Qu'est-ce qu'on avait donc à se mêler de ses affaires? Après tout, elles ne concernaient que lui et ses tracas d'intérieur n'intéressaient pas les autres.
Sa femme, son Hélène, passe. Elle avait le droit de lui adresser des reproches, mais elle se taisait et franchement Duvernet abusait des licences de l'amitié pour s'occuper d'une intrigue sur laquelle il aurait bien pu fermer les yeux.
Il est vrai qu'il allait être de la famille s'il épousait Denise.
C'était sa première confidence sur ses projets.
Chazolles en ressentait comme une attaque subite de ce mal qui lui était inconnu auparavant: l'envie.

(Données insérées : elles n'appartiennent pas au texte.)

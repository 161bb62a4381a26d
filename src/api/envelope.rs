use serde_json::Value;

/// Canonical form of the backend's response envelopes.
///
/// The API is inconsistent about its envelope: some endpoints return
/// `{success, message, data}`, some return the resource bare, some wrap a
/// list under a resource-named key (`{"orders": [...]}`). This adapter is
/// the only place that knows about those shapes; everything above it works
/// with one normalized type.
#[derive(Debug, Clone)]
pub struct Envelope {
    pub success: bool,
    pub message: Option<String>,
    pub data: Value,
}

impl Envelope {
    pub fn parse(value: Value) -> Self {
        let success = value
            .get("success")
            .and_then(Value::as_bool)
            // A 2xx body without an explicit flag counts as success.
            .unwrap_or(true);
        let message = value
            .get("message")
            .and_then(Value::as_str)
            .map(str::to_string);
        let data = match value.get("data") {
            Some(data) if !data.is_null() => data.clone(),
            _ => value,
        };

        Self {
            success,
            message,
            data,
        }
    }

    /// First string found under any of `keys`, searched in order.
    pub fn str_field(&self, keys: &[&str]) -> Option<String> {
        pluck(&self.data, keys)
            .and_then(|v| v.as_str().map(str::to_string))
    }

    /// First number found under any of `keys`.
    pub fn f64_field(&self, keys: &[&str]) -> Option<f64> {
        pluck(&self.data, keys).and_then(|v| v.as_f64())
    }

    /// Extract a list: either the data itself is an array, or it is wrapped
    /// under one of the given keys. Missing entirely means empty.
    pub fn list(&self, keys: &[&str]) -> Vec<Value> {
        if let Some(items) = self.data.as_array() {
            return items.clone();
        }
        for key in keys {
            if let Some(items) = self.data.get(key).and_then(Value::as_array) {
                return items.clone();
            }
        }
        Vec::new()
    }

    /// The object holding the entity itself, unwrapping one resource-named
    /// level if present.
    pub fn entity(&self, keys: &[&str]) -> Value {
        for key in keys {
            if let Some(inner) = self.data.get(key) {
                if inner.is_object() {
                    return inner.clone();
                }
            }
        }
        self.data.clone()
    }
}

fn pluck<'a>(data: &'a Value, keys: &[&str]) -> Option<&'a Value> {
    keys.iter().find_map(|key| data.get(key)).filter(|v| !v.is_null())
}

Ah! certes, ce politique avait été plus fin que lui. Il avait épuisé les plaisirs, les jouissances de la jeunesse; mené une joyeuse existence qui ne lui laissait rien à apprendre désormais. Il devait avoir dans ses secrétaires des cases pleines de portraits de femmes, de billets parfumés, de lettres d'amour.
Il ne s'était rien refusé et maintenant il s'offrait, lorsque lui, Chazolles, était obligé de demander de nouvelles joies à une liaison illégitime, des plaisirs délicats dans un mariage qu'il pourrait publier à grand renfort de trompettes, sur lequel on le féliciterait de toutes parts et qui jetait dans ses bras une jeune fille belle, riche, pure et ornée de tout ce qui donne le charme, excite l'enivrement et flatte l'orgueil, l'esprit et les sens d'un homme.
Ce Duvernet avait toutes les chances!
Chazolles s'en allait à la dérive, parmi les bookmakers, les chevaux, les femmes et les jockeys, ne songeant ni aux uns ni aux autres, ne saisissant aucun détail de ce panorama mouvant et bigarré qui se déroulait sur l'hippodrome, dans les tribunes et le long de la piste.